You’ll begin the game by choosing one of the four profile save slots and choosing a suitable name for yourself ‘Loud Leopard’ or ‘Conscious Tiger’ before being given a speech, which isn’t subtitled, from your Sensei. You’re then welcomed, in text, to Ninja Reflex and told that there are six Reflex Games that will help hone your skills. For each game there are a variety of challenges. Complete the challenges available for a mini-game and you’ll earn a jewel. Earn enough jewels and you will be able to take a belt test. Completing a belt test will unlock more challenges for each of the mini-games. Should you fail a belt test, you’ll have to go back and re-earn the three jewels before you can take the test again. There are quite a few belts to obtain and as well as unlocking additional challenges with each belt you earn, you will have slightly more difficult versions of those challenges you’ve already completed.

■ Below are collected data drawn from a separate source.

impl QuerySpec {
    /// Creates a spec for a table.
    ///
    /// Fails with a configuration error if the schema has no table name or
    /// no primary key, or if either is not a valid identifier. The table may
    /// be schema-qualified (`public.user`).
    pub fn new(schema: TableSchema) -> CrudResult<Self> {
        schema.validate()?;
        if !schema.table.split('.').all(is_valid_field_name) {
            return Err(CrudError::configuration(format!(
                "invalid table name: {}",
                schema.table
            )));
        }
        if !is_valid_field_name(&schema.primary_key) {
            return Err(CrudError::configuration(format!(
                "invalid primary key field for table '{}': {}",
                schema.table, schema.primary_key
            )));
        }
        Ok(Self {
            schema,
            operation: None,
            cru_fields: FieldList::new(),
            update_sql: None,
            where_sql: None,
            where_fields: FieldList::new(),
            patch_sql: Vec::new(),
            patch_fields: FieldList::new(),
            no_where: false,
            order_by: None,
            group_by: None,
            limit: None,
            lock: LockClause::None,
            bind_data: BindData::Absent,
            bind_fields: FieldList::new(),
            multi_row: false,
            return_insert_id: false,
            return_affected_count: false,
        })
    }

    /// Creates a spec for an entity's table.
    pub fn for_entity<E: Entity>() -> CrudResult<Self> {
        Self::new(E::table_schema())
    }

    /// Clears the operation, every modifier and the data, keeping the table.
    pub fn reset(&mut self) {
        let schema = self.schema.clone();
        *self = Self {
            schema,
            operation: None,
            cru_fields: FieldList::new(),
            update_sql: None,
            where_sql: None,
            where_fields: FieldList::new(),
            patch_sql: Vec::new(),
            patch_fields: FieldList::new(),
            no_where: false,
            order_by: None,
            group_by: None,
            limit: None,
            lock: LockClause::None,
            bind_data: BindData::Absent,
            bind_fields: FieldList::new(),
            multi_row: false,
            return_insert_id: false,
            return_affected_count: false,
        };
    }

    // -------------------------------------------------------------------------
    // Operations
    // -------------------------------------------------------------------------

    /// Starts a SELECT of the given projections. Empty selects `*`.
    pub fn select(mut self, fields: impl IntoFields) -> Self {
        self.operation = Some(Operation::Select);
        self.cru_fields = fields.into_fields();
        self
    }

    /// Starts a `SELECT count(<field>)`. An empty field counts the primary key.
    pub fn count(mut self, field: &str) -> CrudResult<Self> {
        self.operation = Some(Operation::Select);
        self.set_count_field(field)?;
        Ok(self)
    }

    /// Starts an INSERT of the given columns.
    pub fn insert(mut self, fields: impl IntoFields) -> Self {
        self.operation = Some(Operation::Insert);
        self.cru_fields = fields.into_fields();
        self
    }

    /// Starts an UPDATE of the given columns, optionally with an explicit
    /// SET clause that replaces the generated `field=:field` pairs.
    pub fn update(mut self, fields: impl IntoFields, set_sql: Option<&str>) -> Self {
        self.operation = Some(Operation::Update);
        self.cru_fields = fields.into_fields();
        self.update_sql = set_sql.map(str::to_string);
        self
    }

    /// Starts a DELETE.
    pub fn delete(mut self) -> Self {
        self.operation = Some(Operation::Delete);
        self
    }

    // -------------------------------------------------------------------------
    // Filter
    // -------------------------------------------------------------------------

    /// Sets the filter text and the fields it binds.
    pub fn where_clause(mut self, sql: &str, fields: impl IntoFields) -> Self {
        self.where_sql = Some(sql.to_string());
        self.where_fields = fields.into_fields();
        self.no_where = false;
        self
    }

    /// Sets the filter text, keeping any previously set filter fields.
    pub fn where_sql(mut self, sql: &str) -> Self {
        self.where_sql = Some(sql.to_string());
        self.no_where = false;
        self
    }

    /// Filters on equality of each field: `a=:a AND b=:b`.
    pub fn where_fields(mut self, fields: impl IntoFields) -> Self {
        self.where_sql = None;
        self.where_fields = fields.into_fields();
        self.no_where = false;
        self
    }

    /// Appends filter text and fields after the main filter.
    ///
    /// Patch text is joined to the main text with a single space, so it
    /// usually starts with `AND`.
    pub fn append_where(mut self, sql: &str, fields: impl IntoFields) -> Self {
        if !sql.trim().is_empty() {
            self.patch_sql.push(sql.to_string());
        }
        self.patch_fields.extend(fields.into_fields());
        self
    }

    /// Opts out of any filter. Enabling it clears all filter state.
    pub fn no_where(mut self, yes: bool) -> Self {
        self.no_where = yes;
        if yes {
            self.where_sql = None;
            self.where_fields = FieldList::new();
            self.patch_sql.clear();
            self.patch_fields = FieldList::new();
        }
        self
    }

    // -------------------------------------------------------------------------
    // Modifiers
    // -------------------------------------------------------------------------

    /// Replaces the generated SET clause of an UPDATE.
    pub fn set_update_sql(mut self, sql: &str) -> Self {
        self.update_sql = Some(sql.to_string());
        self
    }

    /// Sets the ORDER BY text.
    pub fn order_by(mut self, sql: &str) -> Self {
        self.order_by = Some(sql.to_string());
        self
    }

    /// Sets the GROUP BY text.
    pub fn group_by(mut self, sql: &str) -> Self {
        self.group_by = Some(sql.to_string());
        self
    }

    /// Caps the number of rows.
    pub fn limit(mut self, count: i64) -> Self {
        self.limit = Some(Limit::Rows(count));
        self
    }

    /// Caps the number of rows with a second paging number.
    ///
    /// Renders `LIMIT count OFFSET offset` for Postgres and SQLite. MySQL
    /// renders `LIMIT count,offset`, where MySQL reads the first number as
    /// the rows to skip and the second as the row cap.
    pub fn limit_offset(mut self, count: i64, offset: i64) -> Self {
        self.limit = Some(Limit::Page { count, offset });
        self
    }

    /// Sets the row-lock clause: `true` for `FOR UPDATE`, `false` or an empty
    /// string for none, any other string verbatim.
    pub fn for_lock(mut self, lock: impl Into<LockClause>) -> Self {
        self.lock = lock.into();
        self
    }

    /// Returns all matching rows instead of the first.
    pub fn return_multiple_rows(mut self, yes: bool) -> Self {
        self.multi_row = yes;
        self
    }

    /// Returns the last inserted id from an INSERT.
    pub fn return_insert_id(mut self, yes: bool) -> Self {
        self.return_insert_id = yes;
        self
    }

    /// Returns the affected row count from an UPDATE or DELETE.
    pub fn return_affected_count(mut self, yes: bool) -> Self {
        self.return_affected_count = yes;
        self
    }

    /// Sets the bind data.
    pub fn with_data(mut self, data: impl Into<BindData>) -> Self {
        self.bind_data = data.into();
        self.bind_fields = FieldList::new();
        self
    }

    /// Sets the bind data together with the field names it binds
    /// positionally.
    ///
    /// With two or more fields the data must be a batch of scalars of the
    /// same length; it is packed into a single record at compile time.
    pub fn with_positional_data(
        mut self,
        data: impl Into<BindData>,
        fields: impl IntoFields,
    ) -> Self {
        self.bind_data = data.into();
        self.bind_fields = fields.into_fields();
        self
    }

    // -------------------------------------------------------------------------
    // Accessors
    // -------------------------------------------------------------------------

    /// Returns the table schema.
    pub fn schema(&self) -> &TableSchema {
        &self.schema
    }

    /// Returns the table name.
    pub fn table(&self) -> &str {
        &self.schema.table
    }

    /// Returns the primary-key field.
    pub fn primary_key(&self) -> &str {
        &self.schema.primary_key
    }

    /// Returns the operation, if one was chosen.
    pub fn operation(&self) -> Option<Operation> {
        self.operation
    }

    /// Returns the bind data.
    pub fn bind_data(&self) -> &BindData {
        &self.bind_data
    }

    /// Returns the operation fields as supplied.
    pub fn cru_fields(&self) -> &[String] {
        self.cru_fields.raw()
    }

    /// Returns the main filter fields as supplied.
    pub fn filter_fields(&self) -> &[String] {
        self.where_fields.raw()
    }

    /// Returns true if the spec opts out of filtering.
    pub fn is_no_where(&self) -> bool {
        self.no_where
    }

    /// Returns the limit.
    pub fn limit_value(&self) -> Option<Limit> {
        self.limit
    }

    /// Returns the lock clause.
    pub fn lock(&self) -> &LockClause {
        &self.lock
    }

    pub(crate) fn set_count_field(&mut self, field: &str) -> CrudResult<()> {
        let field = field.trim();
        let field = if field.is_empty() {
            self.schema.primary_key.as_str()
        } else {
            field
        };
        if !is_valid_field_name(field) {
            return Err(CrudError::invalid_spec(format!(
                "Invalid count field: {}",
                field
            )));
        }
        self.cru_fields = vec![format!("count({})", field)].into_fields();
        Ok(())
    }
}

The mini-games on offer in Ninja Reflex are: Shuriken, Koi, Hotaru, Hashi, Nunchaku and Katana. In Shuriken you’ll throw the shuriken at a range of targets. You simply touch the target to lock on and then make an upward motion with the stylus to throw. Koi requires you to catch fish with your hands. There are three sizes of fish with more points being given for the smaller fish. You’ll use the stylus to move the hand and you have to quickly tap on a fish that comes up for air in order to catch it. Hashi is a game that requires you to catch flies with chopsticks. You’ll simply tap on the flies and then drag them to the bowl for safe keeping. Katana is a game where you have to block strikes (by quickly drawing a vertical line with the stylus) from an Oni (ghost demon) and when a successful block has been performed, you’ll have the opportunity to strike back by doing a horizontal line with the stylus. Hotaru challenges you with capturing fireflies. All that’s required here is that you tap on a firefly when it appears. Finally Nunchaku requires you to smash or hit objects with your nunchaku (nunchuks) by drawing a horizontal figure of eight with your stylus at the appropriate time. Koi, Katana and Nunchaku can be played as a multiplayer game for 2-4 players with players taking turns to play.
The quality of the mini-games is OK. Some are actually quite enjoyable in short bursts. The problem is that there aren’t enough of the mini-games to prevent Ninja Reflex from becoming repetitive very quickly. Unlocking extra challenges for each mini-game is all well and good but it doesn’t change the fact that you’re playing the same mini-games over and over again. Whilst the six games here are exactly the same ones as in the Wii version of Ninja Reflex, the controls feel like they have been simplified to a certain extent and the games, perhaps with the exception of Koi, all feel much easier than they do in the Wii version. As a result of this they also feel a little less rewarding.
There can be no denying that the general presentation of Ninja Reflex is rather impressive. The graphics are nicely detailed and the ninja theme has been captured rather well in terms of the visual style of menus and mini-game graphics. Deaf gamers get a bit of a raw deal however because there is quite a bit of speech here that isn’t subtitled. Thankfully none of the speech that isn’t subtitled is crucial to the experience but it’s still very disappointing. That said however, the in-game meditation feature is rendered pretty much useless by not being subtitled. Your reaction time is shown visually which is important as you’ll need to beat a specific reaction time for some challenges. Mini-game instructions and all essential information are shown in text. The game manual gives rather brief instructions on how to play the mini-games and informs you what needs to be done in order to progress in the game.
Ninja Reflex on the DS isn’t quite as enjoyable as it was on the Wii but it does cost a whole £10 less. That said however, neither version is as good as it could have been and both are guilty for having too little content and too little replay value. There are better mini-game collections on the DS which you should consider over Ninja Reflex. The real disappointment however, is that it’s easy to see how Ninja Reflex could have been so much better. Many more mini-games were needed and better multiplayer options should have also been included. Ninja Reflex is certainly not a bad game but it’s too light on content and there’s not enough here to keep you coming back for more for long.